415.15Hmmmm maybeEXPRES::GILMANWed Oct 17 1990 10:5214
    Matt at three years old is an ACTIVE KID.  I have never dared take him
    to a movie. I have envisioned him lasting perhaps.... 1.2 minutes
    before he drove everyone crazy running around etc.  Since the point
    of going to a movie is entertainment I hadn't envisioned Matts activity
    as appropriate behavior in a movie.  I havn't risked losing my 6 plus
    (what 3 bucks for a kid) = $ 9.00 to last 1.2 potential minutes at a
    movie before I had to take him out.  He doesn't sit through VCR movies
    at home.... perhaps he will last a half hour or so with a cartoon
    intense action type movie.... but if there were any slow parts forget
    it.  I can't imagine him sitting thorugh a movie for at least 4 to 5
    more years.

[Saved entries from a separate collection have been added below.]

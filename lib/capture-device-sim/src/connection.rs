use crate::{SimControl, SimDeviceConfig, stream::SimStream};
use capture_device::{
    BackendError, CaptureConnection, CaptureMode, CaptureScreens, DeviceDescriptor, ReadRequest,
    StreamFraming, TransferResult, TransferStatus,
};
use crossbeam::channel::{Receiver, Sender, unbounded};
use spin_sleep::SpinSleeper;
use std::{
    sync::{
        Arc, Mutex, MutexGuard,
        atomic::{AtomicU64, Ordering},
    },
    thread::{self, JoinHandle},
    time::{Duration, Instant},
};

struct Job {
    request: ReadRequest,
    epoch: u64,
}

/// Bus side of a simulated device. Produces content and applies faults.
struct SimDevice {
    stream: SimStream,
    control: Arc<SimControl>,
    frame_interval: Duration,
    next_frame_at: Option<Instant>,
    shift_every: Option<u64>,
    shift_bytes: usize,
    overrun_after: Option<Duration>,
    last_read_end: Option<Instant>,
}

impl SimDevice {
    /// No read was pending for `idle`.
    fn host_idle(&mut self, idle: Duration) {
        if self.overrun_after.is_some_and(|limit| idle >= limit) {
            log::debug!("sim fifo overrun after {idle:?} without a read");
            self.stream.skip_to_boundary();
        }
    }

    fn pace(&mut self) {
        if self.frame_interval.is_zero() {
            return;
        }

        let now = Instant::now();
        let at = self.next_frame_at.map_or(now, |t| t.max(now));
        SpinSleeper::default().sleep(at - now);
        self.next_frame_at = Some(at + self.frame_interval);
    }

    fn read(&mut self, raw: &mut [u8]) -> (TransferStatus, usize) {
        if !self.control.is_plugged() {
            return (TransferStatus::NoDevice, 0);
        }

        {
            let mut faults = self.control.faults();
            if faults.halted {
                return (TransferStatus::Stall, 0);
            }
            if faults.timeouts > 0 {
                faults.timeouts -= 1;
                return (TransferStatus::TimedOut, 0);
            }
            if faults.short_reads > 0 {
                faults.short_reads -= 1;
                return (TransferStatus::Completed, raw.len() / 2);
            }

            let shift = std::mem::take(&mut faults.shift);
            if shift > 0 {
                self.stream.shift(shift);
            }
            let idle = std::mem::take(&mut faults.idle);
            if idle > 0 {
                self.stream.insert_idle(idle);
            }
        }

        self.stream.fill(raw);
        self.last_read_end = Some(Instant::now());

        let completed = self.control.count_completed();
        if let Some(every) = self.shift_every
            && every > 0
            && completed % every == 0
        {
            log::debug!("sim shifting stream by {} bytes", self.shift_bytes);
            self.stream.shift(self.shift_bytes);
        }

        (TransferStatus::Completed, raw.len())
    }
}

pub struct SimConnection {
    config: SimDeviceConfig,
    descriptor: DeviceDescriptor,
    control: Arc<SimControl>,
    device: Arc<Mutex<SimDevice>>,
    cancel_epochs: Arc<Vec<AtomicU64>>,
    sender: Option<Sender<Job>>,
    worker: Option<JoinHandle<()>>,
    mode: CaptureMode,
}

impl SimConnection {
    pub fn open(config: SimDeviceConfig, control: Arc<SimControl>) -> Self {
        let device = Arc::new(Mutex::new(SimDevice {
            stream: SimStream::new(&config),
            control: control.clone(),
            frame_interval: config.frame_interval,
            next_frame_at: None,
            shift_every: config.shift_every,
            shift_bytes: config.shift_bytes,
            overrun_after: config.overrun_after,
            last_read_end: None,
        }));

        let cancel_epochs: Arc<Vec<AtomicU64>> =
            Arc::new((0..config.max_lanes).map(|_| AtomicU64::new(0)).collect());

        let (sender, receiver) = unbounded();
        let worker = spawn_event_thread(receiver, device.clone(), cancel_epochs.clone());

        control.set_opened(true);
        log::info!("opened simulated device {}", config.serial);

        Self {
            descriptor: config.descriptor(),
            config,
            control,
            device,
            cancel_epochs,
            sender: Some(sender),
            worker: Some(worker),
            mode: CaptureMode::default(),
        }
    }

    fn device(&self) -> MutexGuard<'_, SimDevice> {
        self.device.lock().unwrap_or_else(|e| e.into_inner())
    }
}

fn spawn_event_thread(
    receiver: Receiver<Job>,
    device: Arc<Mutex<SimDevice>>,
    cancel_epochs: Arc<Vec<AtomicU64>>,
) -> JoinHandle<()> {
    thread::spawn(move || {
        let is_cancelled = |lane: usize, epoch: u64| {
            cancel_epochs
                .get(lane)
                .is_none_or(|e| e.load(Ordering::Acquire) != epoch)
        };

        loop {
            let waiting_since = Instant::now();
            let Ok(Job { request, epoch }) = receiver.recv() else {
                break;
            };
            let idle = waiting_since.elapsed();

            if is_cancelled(request.lane, epoch) {
                request.fail(TransferStatus::Cancelled);
                continue;
            }

            let ReadRequest {
                lane,
                mut buffer,
                size,
                callback,
            } = request;
            let size = size.min(buffer.len());

            let (status, transferred) = {
                let mut device = device.lock().unwrap_or_else(|e| e.into_inner());
                device.host_idle(idle);
                device.pace();
                if is_cancelled(lane, epoch) {
                    (TransferStatus::Cancelled, 0)
                } else {
                    device.read(&mut buffer[..size])
                }
            };

            callback(TransferResult {
                lane,
                status,
                requested: size,
                transferred,
                screens: CaptureScreens::Both,
                buffer,
            });
        }

        log::info!("exit sim event thread");
    })
}

impl CaptureConnection for SimConnection {
    fn descriptor(&self) -> &DeviceDescriptor {
        &self.descriptor
    }

    fn max_lanes(&self) -> usize {
        self.config.max_lanes
    }

    fn frame_size(&self, mode: CaptureMode) -> usize {
        self.config.frame_size(mode)
    }

    fn video_in_size(&self, mode: CaptureMode) -> usize {
        self.config.video_in_size(mode)
    }

    fn leading_offset(&self, _mode: CaptureMode) -> usize {
        self.config.leading_offset
    }

    fn framing(&self) -> Option<StreamFraming> {
        self.config.framing()
    }

    fn supports_async(&self) -> bool {
        self.config.supports_async
    }

    fn submit_read(&mut self, request: ReadRequest) {
        let Some(epoch) = self
            .cancel_epochs
            .get(request.lane)
            .map(|e| e.load(Ordering::Acquire))
        else {
            request.fail(TransferStatus::Error);
            return;
        };

        let Some(sender) = self.sender.as_ref() else {
            request.fail(TransferStatus::NoDevice);
            return;
        };

        if let Err(e) = sender.send(Job { request, epoch }) {
            e.into_inner().request.fail(TransferStatus::NoDevice);
        }
    }

    fn cancel(&mut self, lane: usize) {
        if let Some(epoch) = self.cancel_epochs.get(lane) {
            epoch.fetch_add(1, Ordering::AcqRel);
        }
    }

    fn blocking_read(
        &mut self,
        buffer: &mut [u8],
        _timeout: Duration,
    ) -> Result<usize, BackendError> {
        let whole_frame = buffer.len() >= self.config.transfer_size(self.mode);
        let mut device = self.device();
        if let Some(idle) = device.last_read_end.map(|t| t.elapsed()) {
            device.host_idle(idle);
        }
        if whole_frame {
            device.pace();
        }

        match device.read(buffer) {
            (TransferStatus::Completed, read) => Ok(read),
            (TransferStatus::TimedOut, _) => Err(BackendError::Timeout),
            (TransferStatus::NoDevice, _) => Err(BackendError::NoDevice),
            (TransferStatus::Stall, _) => Err(BackendError::Stall),
            (status, _) => Err(BackendError::Io(format!("{status:?}"))),
        }
    }

    fn reconfigure(&mut self, mode: CaptureMode) -> Result<(), BackendError> {
        if !self.control.is_plugged() {
            return Err(BackendError::NoDevice);
        }

        self.mode = mode;
        let frame_size = self.config.frame_size(mode);
        self.device().stream.restart(frame_size);
        log::info!("sim device {} reconfigured to {mode:?}", self.config.serial);
        Ok(())
    }

    fn clear_halt(&mut self) -> Result<(), BackendError> {
        if !self.config.stall_clearable {
            return Err(BackendError::Io("endpoint halt could not be cleared".to_string()));
        }
        self.control.faults().halted = false;
        Ok(())
    }

    fn close(&mut self) {
        for epoch in self.cancel_epochs.iter() {
            epoch.fetch_add(1, Ordering::AcqRel);
        }

        // Ending the channel stops the event thread once the queue is empty
        self.sender.take();
        if let Some(worker) = self.worker.take()
            && worker.join().is_err()
        {
            log::warn!("sim event thread panicked");
        }

        if self.control.is_opened() {
            self.control.set_opened(false);
            log::info!("closed simulated device {}", self.config.serial);
        }
    }
}

impl Drop for SimConnection {
    fn drop(&mut self) {
        self.close();
    }
}

#[cfg(test)]
mod tests {
    use super::*;
    use crate::SimDeviceConfig;
    use crossbeam::channel::bounded;

    fn open(config: SimDeviceConfig) -> (Arc<SimControl>, SimConnection) {
        let control = Arc::new(SimControl::default());
        let conn = SimConnection::open(config, control.clone());
        (control, conn)
    }

    fn submit(conn: &mut SimConnection, lane: usize, size: usize) -> Receiver<TransferResult> {
        let (tx, rx) = bounded(1);
        conn.submit_read(ReadRequest {
            lane,
            buffer: vec![0; size].into_boxed_slice(),
            size,
            callback: Box::new(move |result| {
                _ = tx.send(result);
            }),
        });
        rx
    }

    fn small_plain() -> SimDeviceConfig {
        SimDeviceConfig::plain("C")
            .with_frame_bytes(64)
            .with_audio_bytes(16)
            .with_frame_interval(Duration::ZERO)
    }

    #[test]
    fn test_async_reads_complete_in_order() {
        let (control, mut conn) = open(small_plain());
        let first = submit(&mut conn, 0, 64);
        let second = submit(&mut conn, 1, 64);

        let a = first.recv().unwrap();
        let b = second.recv().unwrap();
        assert_eq!(a.status, TransferStatus::Completed);
        assert_eq!(crate::plain_index_of(&a.buffer), Some(0));
        assert_eq!(crate::plain_index_of(&b.buffer), Some(1));
        assert_eq!(control.completed_transfers(), 2);
    }

    #[test]
    fn test_cancel_still_completes() {
        let config = small_plain().with_frame_interval(Duration::from_millis(30));
        let (_control, mut conn) = open(config);
        let first = submit(&mut conn, 0, 64);
        let second = submit(&mut conn, 1, 64);
        conn.cancel(1);

        assert_eq!(first.recv().unwrap().status, TransferStatus::Completed);
        assert_eq!(second.recv().unwrap().status, TransferStatus::Cancelled);
    }

    #[test]
    fn test_faults() {
        let (control, mut conn) = open(small_plain());

        control.inject_timeouts(1);
        assert_eq!(submit(&mut conn, 0, 64).recv().unwrap().status, TransferStatus::TimedOut);

        control.inject_short_reads(1);
        let short = submit(&mut conn, 0, 64).recv().unwrap();
        assert!(short.is_short());

        control.inject_stall();
        assert_eq!(submit(&mut conn, 0, 64).recv().unwrap().status, TransferStatus::Stall);
        conn.clear_halt().unwrap();
        assert_eq!(submit(&mut conn, 0, 64).recv().unwrap().status, TransferStatus::Completed);

        control.unplug();
        assert_eq!(submit(&mut conn, 0, 64).recv().unwrap().status, TransferStatus::NoDevice);
        let mut buffer = [0; 64];
        assert_eq!(
            conn.blocking_read(&mut buffer, Duration::from_millis(10)),
            Err(BackendError::NoDevice)
        );
    }

    #[test]
    fn test_unclearable_stall() {
        let (control, mut conn) = open(small_plain().with_stall_clearable(false));
        control.inject_stall();
        assert!(conn.clear_halt().is_err());
        assert!(control.is_halted());
    }

    #[test]
    fn test_close_fails_pending_and_later_reads() {
        let config = small_plain().with_frame_interval(Duration::from_millis(20));
        let (control, mut conn) = open(config);
        let pending: Vec<_> = (0..4).map(|lane| submit(&mut conn, lane, 64)).collect();
        conn.close();
        assert!(!control.is_opened());

        for rx in pending {
            let status = rx.recv().unwrap().status;
            assert!(matches!(status, TransferStatus::Completed | TransferStatus::Cancelled));
        }
        assert_eq!(submit(&mut conn, 0, 64).recv().unwrap().status, TransferStatus::NoDevice);
    }

    #[test]
    fn test_overrun_lands_on_next_frame() {
        let config = SimDeviceConfig::framed("F")
            .with_frame_bytes(1020)
            .with_audio_bytes(0)
            .with_frame_interval(Duration::ZERO)
            .with_overrun_after(Duration::from_millis(20));
        let size = config.transfer_size(CaptureMode::default());
        let (control, mut conn) = open(config);

        // drop the two header bytes of every packet
        let logical = |raw: &[u8]| -> Vec<u8> {
            raw.chunks(512).flat_map(|packet| packet[2..].to_vec()).collect()
        };

        let first = submit(&mut conn, 0, size).recv().unwrap();
        assert_eq!(crate::framed_index_of(&logical(&first.buffer[..])), Some(0));

        control.inject_shift(100);
        let shifted = submit(&mut conn, 0, size).recv().unwrap();
        assert_ne!(crate::framed_index_of(&logical(&shifted.buffer[..])), Some(1));

        std::thread::sleep(Duration::from_millis(40));
        let after = submit(&mut conn, 0, size).recv().unwrap();
        assert_eq!(crate::framed_index_of(&logical(&after.buffer[..])), Some(3));
    }

    #[test]
    fn test_lane_out_of_range() {
        let (_control, mut conn) = open(small_plain().with_max_lanes(2));
        assert_eq!(submit(&mut conn, 2, 64).recv().unwrap().status, TransferStatus::Error);
    }
}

I hope I am wrong.  I am encouraged by others experiences
    in this string.  Perhaps it IS possible Matt might sit through a movie
    sometime.  Jeff
    
415.16he'll survive without :)TLE::RANDALLself-defined personWed Oct 17 1990 11:139
    Jeff, I doubt that Matt's life will be permanently stunted if he
    never sees a movie in his life . . . but that's just my prejudice
    :) :)
    
    --bonnie
    
    p.s.  This doesn't sound any different from, or worse than, the
    situation at kids' movies I used to take Kat to when she was a
    toddler, almost 15 years ago now.
415.17SMURF::PARADISWorshipper of BacchusWed Oct 17 1990 15:5419
    Re .15:
    
    > perhaps he will last a half hour or so with a cartoon intense 
    > action type movie.... but if there were any slow parts forget
    > it.
    
    To link this to the situation in the basenote:  if you're
    wondering whether to take your kids to "Fantasia", realize that
    although it is animated it's NOT a "cartoon intense action
    type movie".  Think of it as more of a symphony concert with
    visual accompaniment.  If you don't think your kids could sit
    through a symphony concert, then they probably won't be able
    to sit through Fantasia (in fact, Fantasia contains MORE works
    than are typically heard in a single symphony concert!).
    
    Just my 20 millibucks...
    
    --jim
    
415.18QUARK::LIONELFree advice is worth every centThu Oct 18 1990 18:1114
Re: .13

Lyn, my son stayed quiet for the whole two hours.  That doesn't mean he
sat absolutely still, sometimes he climbed into my lap and watched from there,
but his motion and infrequent comments and questions bothered no one else
in the theatre.


I agree with some others, it's the parents that are really to blame here.
I did hear many parents encourage their kids to talk and ask questions
in loud voices.  It's these people who should just stay at home with the
VCR.  And it's why I entered this note.